Further to supporting the development of competence, educational interventions have also shown promise in increasing ethical safety for healthcare professionals and patients. The quality of patient care, as well as organisational outcomes, can be improved by education and clinical ethics interventions with health professionals [7, 11]. Promoting ethical safety by emphasising trust, building strong relationships, aligning around common goals, and actively facilitating participation, can significantly enhance ethical safety, at both institutional levels and for individual practitioners.
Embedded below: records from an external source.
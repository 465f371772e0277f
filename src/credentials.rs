//! Database connection parameters, taken either straight from the environment or from a named AWS Secrets
//! Manager secret.

use crate::config::{DB_HOST, DB_NAME, DB_PASSWORD, DB_PORT, DB_SECRET_NAME, DB_USER, DEFAULT_DB_PORT};
use crate::error::{PipelineError, Result};
use aws_config::SdkConfig;
use aws_sdk_secretsmanager::error::DisplayErrorContext;
use log::{debug, error, info};
use serde::Deserialize;
use std::env;
use std::fmt;

#[derive(Clone, PartialEq, Eq)]
pub struct DbConfig {
    pub host: String,
    pub port: u16,
    pub dbname: String,
    pub user: String,
    pub password: String,
}

impl fmt::Debug for DbConfig {
    fn fmt(&self, f: &mut fmt::Formatter<'_>) -> fmt::Result {
        f.debug_struct("DbConfig")
            .field("host", &self.host)
            .field("port", &self.port)
            .field("dbname", &self.dbname)
            .field("user", &self.user)
            .field("password", &"<redacted>")
            .finish()
    }
}

#[derive(Debug, Deserialize)]
#[serde(untagged)]
enum Port {
    Number(u16),
    Text(String),
}

/// The connection fields a secret may carry. Anything it leaves out falls back to the environment.
#[derive(Debug, Default, Deserialize)]
struct SecretFields {
    host: Option<String>,
    port: Option<Port>,
    dbname: Option<String>,
    #[serde(alias = "user")]
    username: Option<String>,
    password: Option<String>,
}

impl SecretFields {
    fn into_db_config<F>(self, lookup: F) -> Result<DbConfig>
    where
        F: Fn(&str) -> Option<String>,
    {
        let port = match self.port {
            Some(Port::Number(port)) => port,
            Some(Port::Text(port)) => parse_port(&port)?,
            None => lookup(DB_PORT)
                .map(|port| parse_port(&port))
                .transpose()?
                .unwrap_or(DEFAULT_DB_PORT),
        };

        let host = self.host.or_else(|| lookup(DB_HOST));
        let dbname = self.dbname.or_else(|| lookup(DB_NAME));
        let user = self.username.or_else(|| lookup(DB_USER));
        let password = self.password.or_else(|| lookup(DB_PASSWORD));

        match (host, dbname, user, password) {
            (Some(host), Some(dbname), Some(user), Some(password)) => Ok(DbConfig {
                host,
                port,
                dbname,
                user,
                password,
            }),
            (host, dbname, user, password) => {
                let missing = [
                    ("host", host.is_none()),
                    ("dbname", dbname.is_none()),
                    ("user", user.is_none()),
                    ("password", password.is_none()),
                ]
                .into_iter()
                .filter_map(|(name, missing)| missing.then_some(name))
                .collect::<Vec<_>>();

                Err(PipelineError::Credentials(format!(
                    "Missing database settings: {}",
                    missing.join(", ")
                )))
            }
        }
    }
}

fn parse_port(port: &str) -> Result<u16> {
    port.trim()
        .parse()
        .map_err(|e| PipelineError::Credentials(format!("Invalid database port '{port}': {e}")))
}

fn env_lookup(name: &str) -> Option<String> {
    env::var(name).ok()
}

/// Where database credentials come from. Chosen once at startup and resolved each time a session opens.
#[derive(Debug, Clone)]
pub enum CredentialSource {
    Environment,
    SecretsManager {
        client: aws_sdk_secretsmanager::Client,
        secret_name: String,
    },
}

impl CredentialSource {
    /// Uses the secret named by `DB_SECRET_NAME` when that is set, the plain environment otherwise.
    pub fn from_env(aws_config: &SdkConfig) -> Self {
        match env_lookup(DB_SECRET_NAME).filter(|name| !name.trim().is_empty()) {
            Some(secret_name) => Self::SecretsManager {
                client: aws_sdk_secretsmanager::Client::new(aws_config),
                secret_name,
            },
            None => Self::Environment,
        }
    }

    pub async fn resolve(&self) -> Result<DbConfig> {
        self.resolve_with(env_lookup).await
    }

    async fn resolve_with<F>(&self, lookup: F) -> Result<DbConfig>
    where
        F: Fn(&str) -> Option<String>,
    {
        let config = match self {
            Self::Environment => {
                info!("Using database credentials from environment variables");
                SecretFields::default().into_db_config(lookup)
            }
            Self::SecretsManager {
                client,
                secret_name,
            } => {
                info!("Retrieving database credentials from Secrets Manager: {secret_name}");
                fetch_secret(client, secret_name)
                    .await
                    .and_then(|fields| fields.into_db_config(lookup))
            }
        };

        match config {
            Ok(config) => {
                debug!("Database config: {config:?}");
                Ok(config)
            }
            Err(e) => {
                error!("{e}");
                Err(e)
            }
        }
    }
}

async fn fetch_secret(
    client: &aws_sdk_secretsmanager::Client,
    secret_name: &str,
) -> Result<SecretFields> {
    let output = client
        .get_secret_value()
        .secret_id(secret_name)
        .send()
        .await
        .map_err(|e| {
            PipelineError::Credentials(format!(
                "Error retrieving secret {secret_name}: {}",
                DisplayErrorContext(&e)
            ))
        })?;

    let secret = output.secret_string().ok_or_else(|| {
        PipelineError::Credentials(format!("Secret {secret_name} has no SecretString"))
    })?;

    serde_json::from_str(secret).map_err(|e| {
        PipelineError::Credentials(format!("Secret {secret_name} is not valid JSON: {e}"))
    })
}
use aws_config::BehaviorVersion;
use housing_pipeline::config::Settings;
use housing_pipeline::credentials::CredentialSource;
use housing_pipeline::{PgSummaryStore, Pipeline, set_up_logger};
use lambda_runtime::{LambdaEvent, service_fn};
use serde_json::Value;
use std::error::Error;

type LambdaError = Box<dyn Error + Send + Sync + 'static>;

#[tokio::main]
async fn main() -> Result<(), LambdaError> {
    let settings = Settings::from_env()?;
    set_up_logger(module_path!(), settings.verbose)?;

    let aws_config = aws_config::load_defaults(BehaviorVersion::latest()).await;
    let store = PgSummaryStore::new(
        CredentialSource::from_env(&aws_config),
        settings.connect_timeout,
    );
    let pipeline = Pipeline::new(
        aws_sdk_s3::Client::new(&aws_config),
        store,
        settings.transient_dir,
    );

    let func = service_fn(|event| function(&pipeline, event));
    lambda_runtime::run(func).await?;
    Ok(())
}

async fn function(
    pipeline: &Pipeline<PgSummaryStore>,
    event: LambdaEvent<Value>,
) -> Result<Value, LambdaError> {
    let result = pipeline.handle(event.payload).await;

    Ok(serde_json::to_value(result)?)
}
use anyhow::{Result, anyhow, bail};
use aws_config::BehaviorVersion;
use aws_sdk_s3::config::Region;
use clap::{Arg, ArgAction, ArgGroup, Command, value_parser};
use housing_pipeline::config::Settings;
use housing_pipeline::credentials::CredentialSource;
use housing_pipeline::report::format_summary;
use housing_pipeline::store::{SummaryRecord, run_timestamp};
use housing_pipeline::{APP_NAME, PgSummaryStore, Pipeline, dataset, s3_event, set_up_logger};
use log::{debug, info};
use std::path::{Path, PathBuf};

#[derive(Debug)]
enum Source {
    S3 { bucket: String, key: String },
    File(PathBuf),
}

#[derive(Debug)]
struct Args {
    verbose: bool,
    region: Option<String>,
    source: Source,
    dry_run: bool,
}

fn parse_args() -> Result<Args> {
    let matches = Command::new(APP_NAME)
        .version(env!("CARGO_PKG_VERSION"))
        .about("Summarizes a housing CSV and stores the per-category averages.")
        .arg(
            Arg::new("verbose")
                .short('v')
                .long("verbose")
                .action(ArgAction::SetTrue)
                .help("Verbose mode. Outputs DEBUG and higher log messages."),
        )
        .arg(
            Arg::new("region")
                .short('r')
                .long("region")
                .help("AWS region."),
        )
        .arg(
            Arg::new("bucket")
                .short('b')
                .long("bucket")
                .requires("key")
                .help("S3 bucket name."),
        )
        .arg(
            Arg::new("key")
                .short('k')
                .long("key")
                .requires("bucket")
                .help("S3 key name."),
        )
        .arg(
            Arg::new("file")
                .short('f')
                .long("file")
                .value_parser(value_parser!(PathBuf))
                .help("Local CSV file to process instead of an S3 object."),
        )
        .arg(
            Arg::new("dry-run")
                .long("dry-run")
                .action(ArgAction::SetTrue)
                .requires("file")
                .help("Print the summary without writing to the database."),
        )
        .group(
            ArgGroup::new("source")
                .args(["bucket", "file"])
                .required(true),
        )
        .get_matches();

    let source = match (
        matches.get_one::<PathBuf>("file"),
        matches.get_one::<String>("bucket"),
        matches.get_one::<String>("key"),
    ) {
        (Some(file), _, _) => Source::File(file.clone()),
        (None, Some(bucket), Some(key)) => Source::S3 {
            bucket: bucket.clone(),
            key: key.clone(),
        },
        _ => return Err(anyhow!("Either --file or --bucket and --key is required")),
    };

    Ok(Args {
        verbose: matches.get_flag("verbose"),
        region: matches.get_one::<String>("region").cloned(),
        source,
        dry_run: matches.get_flag("dry-run"),
    })
}

fn dry_run(path: &Path) -> Result<()> {
    let aggregation = dataset::open(path)?.aggregate()?;
    let processed_at = run_timestamp();

    let records = aggregation
        .candidates
        .iter()
        .map(|candidate| SummaryRecord::new(candidate, processed_at))
        .collect::<Vec<_>>();

    info!(
        "Dry run: {} categories from {} cleaned rows",
        records.len(),
        aggregation.cleaned_rows()
    );
    println!("{}", format_summary(&records));

    Ok(())
}

#[tokio::main]
async fn main() -> Result<()> {
    let args = parse_args()?;
    set_up_logger(module_path!(), args.verbose)?;
    debug!("Args: {args:?}");

    if let (Source::File(path), true) = (&args.source, args.dry_run) {
        return dry_run(path);
    }

    let settings = Settings::from_env()?;

    let mut loader = aws_config::defaults(BehaviorVersion::latest());
    if let Some(region) = &args.region {
        loader = loader.region(Region::new(region.clone()));
    }
    let aws_config = loader.load().await;

    let store = PgSummaryStore::new(
        CredentialSource::from_env(&aws_config),
        settings.connect_timeout,
    );
    let pipeline = Pipeline::new(
        aws_sdk_s3::Client::new(&aws_config),
        store,
        settings.transient_dir,
    );

    match args.source {
        Source::S3 { bucket, key } => {
            let event = s3_event(args.region.as_deref(), &bucket, &key);
            let result = pipeline.handle(serde_json::to_value(event)?).await;

            println!("{}", serde_json::to_string_pretty(&result)?);
            if !result.is_success() {
                bail!("Processing s3://{bucket}/{key} failed");
            }
        }
        Source::File(path) => match pipeline.process(&path).await {
            Ok(outcome) => println!("{}", format_summary(&outcome.latest)),
            Err(failure) => bail!(
                "Processing {} failed while {}: {}",
                path.display(),
                failure.stage,
                failure.error
            ),
        },
    }

    Ok(())
}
Thus, it is essential to be able to evaluate the level of ethical safety at organisations and among professionals, for the purposes of development and improvement of ethical care. The Ethical Safety Questionnaire (ESQ) specifically relating to healthcare environments is an instrument developed by Poikkeus [1]. The ESQ focuses on four components of safety, these include general ethical safety relating to the ability of nurses to provide good patient care, ethical autonomy which means that nurses are able to act independently according to their values. Ethical respect relating to nurses’ ethical decisions being respected by other professionals and interprofessional/intraprofessional ethical confidence. Ethical confidence relates to other professionals trusting and valuing nurses’ professional competence [4]. The ESQ was not previously psychometrically validated, and it is therefore necessary to evaluate the psychometric properties of this tool prior to further use. In the development of the ESQ, all statements were theoretically predefined based on the conceptual framework developed by Poikkeus (2019). The ESQ was afterwards validated for construct and face validity by an expert panel [1]. No analysis of the different factors within the scale and how they contribute to the overall ethical safety concept had been previously conducted.
Objective
The objective was to validate and determine the psychometric properties of the ESQ in acute healthcare environments across four European countries.
Methods
Research design
The validation of the ESQ was carried out through a descriptive cross-sectional design study, where a purposive sampling was employed across the nursing and physiotherapy workforce in the four countries which participated in this study. Participants were recruited through intermediaries within one acute hospital in each partner country. These hospitals were selected based on their affiliation with the respective educational institutions. Participation in this research study was voluntary and anonymous. Data was collected from June 2023 to August 2023 via Webropol 3.0 in hospitals in Finland, Sweden, Latvia, and Malta.
Participants and research context
Study population
The study population consisted of a total of 275 nurses and physiotherapists at four major hospitals in Finland, Sweden, Latvia, and Malta.
Inclusion and exclusion criteria
Nurses and physiotherapists in acute healthcare environments with permanent employment, both part-time and full-time, were eligible to participate in the present study. Healthcare professionals were included regardless of minimum work experience. Students and agency hired staff or temporary workers were excluded.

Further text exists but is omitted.